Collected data
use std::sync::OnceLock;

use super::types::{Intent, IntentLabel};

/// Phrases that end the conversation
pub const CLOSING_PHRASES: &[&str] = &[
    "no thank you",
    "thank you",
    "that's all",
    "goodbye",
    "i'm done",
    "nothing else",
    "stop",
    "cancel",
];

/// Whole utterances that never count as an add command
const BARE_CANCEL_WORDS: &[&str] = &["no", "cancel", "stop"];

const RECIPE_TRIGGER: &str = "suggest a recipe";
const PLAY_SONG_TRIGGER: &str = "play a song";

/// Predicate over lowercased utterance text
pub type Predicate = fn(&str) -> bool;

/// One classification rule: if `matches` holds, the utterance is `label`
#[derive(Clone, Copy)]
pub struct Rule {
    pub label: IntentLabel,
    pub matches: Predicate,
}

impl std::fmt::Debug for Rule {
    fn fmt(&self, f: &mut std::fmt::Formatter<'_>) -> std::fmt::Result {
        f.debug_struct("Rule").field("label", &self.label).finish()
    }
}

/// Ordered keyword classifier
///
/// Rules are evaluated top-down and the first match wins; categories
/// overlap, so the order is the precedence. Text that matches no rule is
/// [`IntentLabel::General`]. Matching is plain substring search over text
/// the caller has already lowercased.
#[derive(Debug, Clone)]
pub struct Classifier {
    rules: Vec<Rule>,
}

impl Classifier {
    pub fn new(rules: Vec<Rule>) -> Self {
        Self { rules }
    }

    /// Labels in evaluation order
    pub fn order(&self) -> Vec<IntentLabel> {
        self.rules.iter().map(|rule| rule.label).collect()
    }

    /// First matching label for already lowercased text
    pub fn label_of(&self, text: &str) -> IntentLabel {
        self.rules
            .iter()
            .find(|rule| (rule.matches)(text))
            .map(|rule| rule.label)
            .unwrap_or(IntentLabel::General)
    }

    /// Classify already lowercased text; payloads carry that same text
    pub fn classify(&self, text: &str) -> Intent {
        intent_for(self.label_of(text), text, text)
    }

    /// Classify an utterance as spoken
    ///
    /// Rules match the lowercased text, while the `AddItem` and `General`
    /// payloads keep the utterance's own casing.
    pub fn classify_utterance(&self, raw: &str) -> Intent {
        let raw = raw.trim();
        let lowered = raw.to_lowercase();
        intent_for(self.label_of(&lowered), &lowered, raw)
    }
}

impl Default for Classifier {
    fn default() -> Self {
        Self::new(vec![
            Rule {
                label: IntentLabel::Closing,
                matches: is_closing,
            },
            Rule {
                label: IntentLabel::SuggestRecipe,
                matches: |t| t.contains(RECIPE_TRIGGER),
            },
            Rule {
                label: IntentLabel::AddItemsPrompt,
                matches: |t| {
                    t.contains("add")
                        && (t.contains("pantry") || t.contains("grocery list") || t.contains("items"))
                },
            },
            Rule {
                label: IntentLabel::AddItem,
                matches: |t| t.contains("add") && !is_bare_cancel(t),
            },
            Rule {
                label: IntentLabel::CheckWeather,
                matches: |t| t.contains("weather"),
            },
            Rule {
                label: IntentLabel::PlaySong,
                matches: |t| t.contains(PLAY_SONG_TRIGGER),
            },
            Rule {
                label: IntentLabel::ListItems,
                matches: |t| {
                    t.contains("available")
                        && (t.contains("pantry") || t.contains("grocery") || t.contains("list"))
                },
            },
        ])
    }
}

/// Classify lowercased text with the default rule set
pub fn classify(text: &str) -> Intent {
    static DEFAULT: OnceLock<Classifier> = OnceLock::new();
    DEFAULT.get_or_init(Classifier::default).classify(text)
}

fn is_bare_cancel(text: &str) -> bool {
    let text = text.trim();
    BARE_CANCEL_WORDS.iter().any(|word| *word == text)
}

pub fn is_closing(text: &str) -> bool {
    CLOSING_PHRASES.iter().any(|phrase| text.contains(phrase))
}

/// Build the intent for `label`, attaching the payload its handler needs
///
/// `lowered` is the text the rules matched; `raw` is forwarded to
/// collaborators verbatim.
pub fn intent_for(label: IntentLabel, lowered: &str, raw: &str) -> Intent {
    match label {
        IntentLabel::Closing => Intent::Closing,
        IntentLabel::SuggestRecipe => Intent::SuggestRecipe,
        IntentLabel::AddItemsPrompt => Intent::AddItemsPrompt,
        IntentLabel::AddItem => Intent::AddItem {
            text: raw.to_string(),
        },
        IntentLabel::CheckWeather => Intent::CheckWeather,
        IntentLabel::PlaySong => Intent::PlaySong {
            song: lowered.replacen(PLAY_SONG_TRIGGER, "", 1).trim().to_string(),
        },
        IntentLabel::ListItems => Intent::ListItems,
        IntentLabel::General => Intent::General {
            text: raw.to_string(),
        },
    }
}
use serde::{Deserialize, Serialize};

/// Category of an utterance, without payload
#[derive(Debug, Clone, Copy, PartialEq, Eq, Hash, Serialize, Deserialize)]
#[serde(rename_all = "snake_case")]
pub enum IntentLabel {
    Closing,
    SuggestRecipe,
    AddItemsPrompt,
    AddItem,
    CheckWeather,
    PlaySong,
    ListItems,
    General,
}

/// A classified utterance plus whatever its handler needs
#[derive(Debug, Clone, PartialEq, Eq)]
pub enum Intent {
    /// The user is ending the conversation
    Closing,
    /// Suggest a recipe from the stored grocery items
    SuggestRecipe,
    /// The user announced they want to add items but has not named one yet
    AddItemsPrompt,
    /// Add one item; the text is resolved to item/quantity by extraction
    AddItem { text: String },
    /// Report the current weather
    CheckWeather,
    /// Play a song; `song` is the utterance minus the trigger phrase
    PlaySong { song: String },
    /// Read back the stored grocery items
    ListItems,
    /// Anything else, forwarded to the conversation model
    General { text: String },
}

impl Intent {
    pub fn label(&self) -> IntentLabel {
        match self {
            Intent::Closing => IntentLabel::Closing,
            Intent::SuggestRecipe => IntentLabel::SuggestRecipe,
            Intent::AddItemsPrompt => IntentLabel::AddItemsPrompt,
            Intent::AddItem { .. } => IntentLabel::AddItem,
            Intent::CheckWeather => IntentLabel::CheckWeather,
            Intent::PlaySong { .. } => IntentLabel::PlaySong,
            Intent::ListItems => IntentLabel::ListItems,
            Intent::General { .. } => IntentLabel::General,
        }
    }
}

YOUR TASK: From the first line to the last, restate the data above exactly.

WRITTEN SOLUTION:
use std::sync::OnceLock;

use super::types::{Intent, IntentLabel};

/// Phrases that end the conversation
pub const CLOSING_PHRASES: &[&str] = &[
    "no thank you",
    "thank you",
    "that's all",
    "goodbye",
    "i'm done",
    "nothing else",
    "stop",
    "cancel",
];

/// Whole utterances that never count as an add command
const BARE_CANCEL_WORDS: &[&str] = &["no", "cancel", "stop"];

const RECIPE_TRIGGER: &str = "suggest a recipe";
const PLAY_SONG_TRIGGER: &str = "play a song";

/// Predicate over lowercased utterance text
pub type Predicate = fn(&str) -> bool;

/// One classification rule: if `matches` holds, the utterance is `label`
#[derive(Clone, Copy)]
pub struct Rule {
    pub label: IntentLabel,
    pub matches: Predicate,
}

impl std::fmt::Debug for Rule {
    fn fmt(&self, f: &mut std::fmt::Formatter<'_>) -> std::fmt::Result {
        f.debug_struct("Rule").field("label", &self.label).finish()
    }
}

/// Ordered keyword classifier
///
/// Rules are evaluated top-down and the first match wins; categories
/// overlap, so the order is the precedence. Text that matches no rule is
/// [`IntentLabel::General`]. Matching is plain substring search over text
/// the caller has already lowercased.
#[derive(Debug, Clone)]
pub struct Classifier {
    rules: Vec<Rule>,
}

impl Classifier {
    pub fn new(rules: Vec<Rule>) -> Self {
        Self { rules }
    }

    /// Labels in evaluation order
    pub fn order(&self) -> Vec<IntentLabel> {
        self.rules.iter().map(|rule| rule.label).collect()
    }

    /// First matching label for already lowercased text
    pub fn label_of(&self, text: &str) -> IntentLabel {
        self.rules
            .iter()
            .find(|rule| (rule.matches)(text))
            .map(|rule| rule.label)
            .unwrap_or(IntentLabel::General)
    }

    /// Classify already lowercased text; payloads carry that same text
    pub fn classify(&self, text: &str) -> Intent {
        intent_for(self.label_of(text), text, text)
    }

    /// Classify an utterance as spoken
    ///
    /// Rules match the lowercased text, while the `AddItem` and `General`
    /// payloads keep the utterance's own casing.
    pub fn classify_utterance(&self, raw: &str) -> Intent {
        let raw = raw.trim();
        let lowered = raw.to_lowercase();
        intent_for(self.label_of(&lowered), &lowered, raw)
    }
}

impl Default for Classifier {
    fn default() -> Self {
        Self::new(vec![
            Rule {
                label: IntentLabel::Closing,
                matches: is_closing,
            },
            Rule {
                label: IntentLabel::SuggestRecipe,
                matches: |t| t.contains(RECIPE_TRIGGER),
            },
            Rule {
                label: IntentLabel::AddItemsPrompt,
                matches: |t| {
                    t.contains("add")
                        && (t.contains("pantry") || t.contains("grocery list") || t.contains("items"))
                },
            },
            Rule {
                label: IntentLabel::AddItem,
                matches: |t| t.contains("add") && !is_bare_cancel(t),
            },
            Rule {
                label: IntentLabel::CheckWeather,
                matches: |t| t.contains("weather"),
            },
            Rule {
                label: IntentLabel::PlaySong,
                matches: |t| t.contains(PLAY_SONG_TRIGGER),
            },
            Rule {
                label: IntentLabel::ListItems,
                matches: |t| {
                    t.contains("available")
                        && (t.contains("pantry") || t.contains("grocery") || t.contains("list"))
                },
            },
        ])
    }
}

/// Classify lowercased text with the default rule set
pub fn classify(text: &str) -> Intent {
    static DEFAULT: OnceLock<Classifier> = OnceLock::new();
    DEFAULT.get_or_init(Classifier::default).classify(text)
}

fn is_bare_cancel(text: &str) -> bool {
    let text = text.trim();
    BARE_CANCEL_WORDS.iter().any(|word| *word == text)
}

pub fn is_closing(text: &str) -> bool {
    CLOSING_PHRASES.iter().any(|phrase| text.contains(phrase))
}

/// Build the intent for `label`, attaching the payload its handler needs
///
/// `lowered` is the text the rules matched; `raw` is forwarded to
/// collaborators verbatim.
pub fn intent_for(label: IntentLabel, lowered: &str, raw: &str) -> Intent {
    match label {
        IntentLabel::Closing => Intent::Closing,
        IntentLabel::SuggestRecipe => Intent::SuggestRecipe,
        IntentLabel::AddItemsPrompt => Intent::AddItemsPrompt,
        IntentLabel::AddItem => Intent::AddItem {
            text: raw.to_string(),
        },
        IntentLabel::CheckWeather => Intent::CheckWeather,
        IntentLabel::PlaySong => Intent::PlaySong {
            song: lowered.replacen(PLAY_SONG_TRIGGER, "", 1).trim().to_string(),
        },
        IntentLabel::ListItems => Intent::ListItems,
        IntentLabel::General => Intent::General {
            text: raw.to_string(),
        },
    }
}
use serde::{Deserialize, Serialize};

/// Category of an utterance, without payload
#[derive(Debug, Clone, Copy, PartialEq, Eq, Hash, Serialize, Deserialize)]
#[serde(rename_all = "snake_case")]
pub enum IntentLabel {
    Closing,
    SuggestRecipe,
    AddItemsPrompt,
    AddItem,
    CheckWeather,
    PlaySong,
    ListItems,
    General,
}

/// A classified utterance plus whatever its handler needs
#[derive(Debug, Clone, PartialEq, Eq)]
pub enum Intent {
    /// The user is ending the conversation
    Closing,
    /// Suggest a recipe from the stored grocery items
    SuggestRecipe,
    /// The user announced they want to add items but has not named one yet
    AddItemsPrompt,
    /// Add one item; the text is resolved to item/quantity by extraction
    AddItem { text: String },
    /// Report the current weather
    CheckWeather,
    /// Play a song; `song` is the utterance minus the trigger phrase
    PlaySong { song: String },
    /// Read back the stored grocery items
    ListItems,
    /// Anything else, forwarded to the conversation model
    General { text: String },
}

impl Intent {
    pub fn label(&self) -> IntentLabel {
        match self {
            Intent::Closing => IntentLabel::Closing,
            Intent::SuggestRecipe => IntentLabel::SuggestRecipe,
            Intent::AddItemsPrompt => IntentLabel::AddItemsPrompt,
            Intent::AddItem { .. } => IntentLabel::AddItem,
            Intent::CheckWeather => IntentLabel::CheckWeather,
            Intent::PlaySong { .. } => IntentLabel::PlaySong,
            Intent::ListItems => IntentLabel::ListItems,
            Intent::General { .. } => IntentLabel::General,
        }
    }
}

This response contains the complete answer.